◆ Work to be completed ◆
Scan the entries below and report only how many lines contain "FromStr".

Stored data
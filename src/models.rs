// Copyright (c) 2025 Soumyadip Sarkar.
// All rights reserved.
//
// This source code is licensed under the license found in the
// LICENSE file in the root directory of this source tree.

use std::fmt;
use std::str::FromStr;

use chrono::{NaiveDate, NaiveDateTime};
use rust_decimal::Decimal;
use serde::{Deserialize, Serialize};

use crate::errors::ShiftbookError;

#[derive(Debug, Clone, Copy, PartialEq, Eq, Hash, Serialize, Deserialize)]
#[serde(rename_all = "lowercase")]
pub enum MainCategory {
    Expense,
    Income,
}

impl MainCategory {
    pub fn as_str(&self) -> &'static str {
        match self {
            MainCategory::Expense => "expense",
            MainCategory::Income => "income",
        }
    }
}

impl FromStr for MainCategory {
    type Err = ShiftbookError;

    fn from_str(s: &str) -> Result<Self, Self::Err> {
        match s.trim().to_lowercase().as_str() {
            "expense" => Ok(MainCategory::Expense),
            "income" => Ok(MainCategory::Income),
            other => Err(ShiftbookError::InvalidInput(format!(
                "Unknown main category '{}' (use expense|income)",
                other
            ))),
        }
    }
}

impl fmt::Display for MainCategory {
    fn fmt(&self, f: &mut fmt::Formatter<'_>) -> fmt::Result {
        f.write_str(self.as_str())
    }
}

/// Time-of-day bucket a revenue entry belongs to.
#[derive(Debug, Clone, Copy, PartialEq, Eq, Hash, Serialize, Deserialize)]
#[serde(rename_all = "lowercase")]
pub enum Period {
    Morning,
    Evening,
}

impl Period {
    pub fn as_str(&self) -> &'static str {
        match self {
            Period::Morning => "morning",
            Period::Evening => "evening",
        }
    }

    pub fn label(&self) -> &'static str {
        match self {
            Period::Morning => "Morning",
            Period::Evening => "Evening",
        }
    }
}

impl FromStr for Period {
    type Err = ShiftbookError;

    fn from_str(s: &str) -> Result<Self, Self::Err> {
        match s.trim().to_lowercase().as_str() {
            "morning" => Ok(Period::Morning),
            "evening" => Ok(Period::Evening),
            other => Err(ShiftbookError::InvalidInput(format!(
                "Unknown period '{}' (use morning|evening)",
                other
            ))),
        }
    }
}

impl fmt::Display for Period {
    fn fmt(&self, f: &mut fmt::Formatter<'_>) -> fmt::Result {
        f.write_str(self.as_str())
    }
}

#[derive(Debug, Clone, Copy, Default, PartialEq, Eq, Hash, Serialize, Deserialize)]
#[serde(rename_all = "lowercase")]
pub enum Unit {
    #[default]
    Kg,
    G,
    L,
    Ml,
    Pcs,
    Sac,
    Carton,
}

impl Unit {
    pub const ALL: [Unit; 7] = [
        Unit::Kg,
        Unit::G,
        Unit::L,
        Unit::Ml,
        Unit::Pcs,
        Unit::Sac,
        Unit::Carton,
    ];

    pub fn as_str(&self) -> &'static str {
        match self {
            Unit::Kg => "kg",
            Unit::G => "g",
            Unit::L => "l",
            Unit::Ml => "ml",
            Unit::Pcs => "pcs",
            Unit::Sac => "sac",
            Unit::Carton => "carton",
        }
    }
}

impl FromStr for Unit {
    type Err = ShiftbookError;

    fn from_str(s: &str) -> Result<Self, Self::Err> {
        let wanted = s.trim().to_lowercase();
        Unit::ALL
            .iter()
            .copied()
            .find(|u| u.as_str() == wanted)
            .ok_or_else(|| {
                ShiftbookError::InvalidInput(format!(
                    "Unknown unit '{}' (use kg|g|l|ml|pcs|sac|carton)",
                    s.trim()
                ))
            })
    }
}

impl fmt::Display for Unit {
    fn fmt(&self, f: &mut fmt::Formatter<'_>) -> fmt::Result {
        f.write_str(self.as_str())
    }
}

// Stored records may come back without a usable date; such rows match no window.
#[derive(Debug, Clone, PartialEq, Serialize, Deserialize)]
pub struct Transaction {
    pub id: i64,
    pub date: Option<NaiveDate>,
    pub main_category: MainCategory,
    pub subcategory: String,
    pub description: Option<String>,
    pub amount: Decimal,
    pub created_at: Option<NaiveDateTime>,
}

#[derive(Debug, Clone, PartialEq, Serialize, Deserialize)]
pub struct NewTransaction {
    pub date: NaiveDate,
    pub main_category: MainCategory,
    pub subcategory: String,
    pub description: Option<String>,
    pub amount: Decimal,
}

/// An ingredient purchase line. `total_price` is frozen at insert time.
#[derive(Debug, Clone, PartialEq, Serialize, Deserialize)]
pub struct Purchase {
    pub id: i64,
    pub date: Option<NaiveDate>,
    pub item_name: String,
    pub quantity: Decimal,
    pub unit: Unit,
    pub unit_price: Decimal,
    pub total_price: Decimal,
    pub created_at: Option<NaiveDateTime>,
}

#[derive(Debug, Clone, PartialEq, Serialize, Deserialize)]
pub struct NewPurchase {
    pub date: NaiveDate,
    pub item_name: String,
    pub quantity: Decimal,
    pub unit: Unit,
    pub unit_price: Decimal,
    pub total_price: Decimal,
}

impl NewPurchase {
    pub fn new(
        date: NaiveDate,
        item_name: impl Into<String>,
        quantity: Decimal,
        unit: Unit,
        unit_price: Decimal,
    ) -> Self {
        Self {
            date,
            item_name: item_name.into(),
            quantity,
            unit,
            unit_price,
            total_price: quantity * unit_price,
        }
    }
}

#[derive(Debug, Clone, PartialEq, Serialize, Deserialize)]
pub struct RevenueEntry {
    pub id: i64,
    pub date: Option<NaiveDate>,
    pub period: Period,
    pub subcategory: String,
    pub amount: Decimal,
    pub description: Option<String>,
    pub created_at: Option<NaiveDateTime>,
}

#[derive(Debug, Clone, PartialEq, Serialize, Deserialize)]
pub struct NewRevenueEntry {
    pub date: NaiveDate,
    pub period: Period,
    pub subcategory: String,
    pub amount: Decimal,
    pub description: Option<String>,
}

/// The three collections as fetched together for one view.
#[derive(Debug, Clone, Default, PartialEq, Serialize)]
pub struct Dataset {
    pub transactions: Vec<Transaction>,
    pub purchases: Vec<Purchase>,
    pub revenue: Vec<RevenueEntry>,
}

impl Dataset {
    pub fn is_empty(&self) -> bool {
        self.transactions.is_empty() && self.purchases.is_empty() && self.revenue.is_empty()
    }
}
pub mod estimator;
pub mod report;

◆ Answer for this exercise ◆
4